Zinc Nickel Plating: A Beginner’s Guide
Zinc nickel plating is an advanced method of protecting metal surfaces from corrosion by simultaneously depositing zinc and nickel onto components. Favoured for its enhanced durability, zinc nickel plating typically involves an alloy containing around 11-16% nickel, with zinc making up the remainder. This composition provides excellent resistance to corrosion, significantly surpassing traditional zinc plating and even offering a viable alternative to the environmentally hazardous cadmium plating process.
Advantages and Applications of Zinc Nickel Plating
One of the standout benefits of zinc nickel plating is its superior resistance to corrosion, especially under harsh environmental conditions. Standard zinc coatings typically last about 120 hours under neutral salt spray tests before showing signs of corrosion. In comparison, zinc nickel plated surfaces can withstand over 500 hours, highlighting their exceptional protective capabilities. This is particularly advantageous in automotive, aerospace, and heavy industry applications, where parts must withstand rigorous operating conditions and extreme weather exposure.

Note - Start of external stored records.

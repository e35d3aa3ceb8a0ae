// src/services/fred.rs
use chrono::{Duration, Utc};
use log::{error, info};
use reqwest::Client;
use serde::Deserialize;
use std::collections::HashMap;
use std::env;

use crate::models::RawSeries;
use crate::services::frame::{FREIGHT_INDEX, HOUSING_SALES, POLICY_RATE, REPO_RATE};

pub type Result<T> = std::result::Result<T, crate::BoxError>;

const FRED_OBSERVATIONS_URL: &str = "https://api.stlouisfed.org/fred/series/observations";

/// Three years of history, enough for the 1-year trend windows plus context.
pub const MACRO_LOOKBACK_DAYS: i64 = 365 * 3;

pub struct SeriesDef {
    pub series_id: &'static str,
    pub column: &'static str,
}

/// The dashboard's macro inputs: fed funds rate, SOFR, existing home sales
/// (monthly), freight services index (monthly).
pub const MACRO_SERIES: &[SeriesDef] = &[
    SeriesDef { series_id: "DFF", column: POLICY_RATE },
    SeriesDef { series_id: "SOFR", column: REPO_RATE },
    SeriesDef { series_id: "EXHOSLUSM495S", column: HOUSING_SALES },
    SeriesDef { series_id: "TSIFRGHT", column: FREIGHT_INDEX },
];

pub struct FredClient {
    client: Client,
    api_key: String,
}

#[derive(Debug, Deserialize)]
struct ObservationsResponse {
    observations: Vec<Observation>,
}

#[derive(Debug, Deserialize)]
struct Observation {
    date: String,
    value: String,
}

impl FredClient {
    pub fn new(api_key: impl Into<String>) -> Self {
        FredClient {
            client: Client::new(),
            api_key: api_key.into(),
        }
    }

    /// `None` when FRED_API_KEY is unset or blank. The caller treats a
    /// missing credential as a degraded mode, not a startup failure.
    pub fn from_env() -> Option<Self> {
        env::var("FRED_API_KEY")
            .ok()
            .filter(|key| !key.trim().is_empty())
            .map(FredClient::new)
    }

    /// Fetch one series over the lookback window at its native frequency.
    pub async fn fetch_series(&self, series_id: &str, lookback: Duration) -> Result<RawSeries> {
        let end = Utc::now().date_naive();
        let start = end - lookback;
        info!("Fetching FRED series {} from {} to {}", series_id, start, end);

        let start_str = start.to_string();
        let end_str = end.to_string();
        let resp = self
            .client
            .get(FRED_OBSERVATIONS_URL)
            .query(&[
                ("series_id", series_id),
                ("api_key", self.api_key.as_str()),
                ("file_type", "json"),
                ("observation_start", start_str.as_str()),
                ("observation_end", end_str.as_str()),
            ])
            .send()
            .await?
            .error_for_status()?
            .json::<ObservationsResponse>()
            .await?;

        Ok(parse_observations(resp))
    }

    /// Fetch every defined series, keyed by dashboard column name. A failed
    /// series is logged and absent from the map; an empty one is present
    /// with no points, so callers can tell the two apart.
    pub async fn fetch_macro_series(
        &self,
        defs: &[SeriesDef],
        lookback: Duration,
    ) -> HashMap<String, RawSeries> {
        let mut out = HashMap::new();
        for def in defs {
            match self.fetch_series(def.series_id, lookback).await {
                Ok(series) => {
                    info!("FRED {}: {} observations", def.series_id, series.len());
                    out.insert(def.column.to_string(), series);
                }
                Err(e) => {
                    error!("Failed to fetch FRED series {}: {}", def.series_id, e);
                }
            }
        }
        out
    }
}

/// FRED marks missing observations with a literal "." value; those are
/// skipped along with anything else that does not parse.
fn parse_observations(resp: ObservationsResponse) -> RawSeries {
    let mut series = RawSeries::new();
    for obs in resp.observations {
        if obs.value.trim() == "." {
            continue;
        }
        let date = match chrono::NaiveDate::parse_from_str(&obs.date, "%Y-%m-%d") {
            Ok(d) => d,
            Err(_) => continue,
        };
        match obs.value.trim().parse::<f64>() {
            Ok(v) => {
                series.insert(date, v);
            }
            Err(_) => continue,
        }
    }
    series
}

#[cfg(test)]
mod tests {
    use super::*;
    use chrono::NaiveDate;

    fn obs(date: &str, value: &str) -> Observation {
        Observation {
            date: date.to_string(),
            value: value.to_string(),
        }
    }

    #[test]
    fn parse_skips_missing_markers_and_junk() {
        let resp = ObservationsResponse {
            observations: vec![
                obs("2024-01-02", "5.33"),
                obs("2024-01-03", "."),
                obs("2024-01-04", "5.31"),
                obs("not-a-date", "5.30"),
                obs("2024-01-05", "n/a"),
            ],
        };
        let series = parse_observations(resp);
        assert_eq!(series.len(), 2);
        let d = NaiveDate::from_ymd_opt(2024, 1, 2).unwrap();
        assert_eq!(series.get(&d), Some(&5.33));
    }

    #[test]
    fn parse_keeps_dates_sorted() {
        let resp = ObservationsResponse {
            observations: vec![obs("2024-02-01", "2.0"), obs("2024-01-01", "1.0")],
        };
        let series = parse_observations(resp);
        let dates: Vec<_> = series.keys().collect();
        assert!(dates[0] < dates[1]);
    }
}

Additionally, zinc nickel plating effectively minimises galvanic corrosion – an electrochemical process that occurs when dissimilar metals come into contact. By bridging the galvanic gap between materials such as aluminium and steel, zinc nickel plating reduces corrosion risk, extending component lifespan. Furthermore, this coating acts as a sacrificial anode, meaning it provides ongoing protection even if the plated layer suffers damage or abrasion.
Practical Considerations for Effective Plating
While zinc nickel plating offers numerous benefits, successful application requires careful consideration of several factors. Surface preparation is critical, as clean and non-porous steel significantly enhances coating adhesion and effectiveness. Porous or pitted surfaces could introduce vulnerabilities, undermining plating integrity. Surface coating providers who specialise in zinc nickel plating, such as swmf.co.uk/surface-coatings/zinc-nickel-alloy-plating, emphasise rigorous pre-treatment to ensure optimal results.
Moreover, certain components, particularly those with tensile strengths exceeding 1,000 MPa, may require additional treatments to mitigate hydrogen embrittlement, a common issue associated with electroplating processes. Correctly identifying and addressing these potential risks ensures the plated components maintain structural integrity and performance over their intended lifespan.
Understanding these considerations ensures maximum effectiveness of zinc nickel plating, enabling industries to benefit fully from this reliable, robust coating method.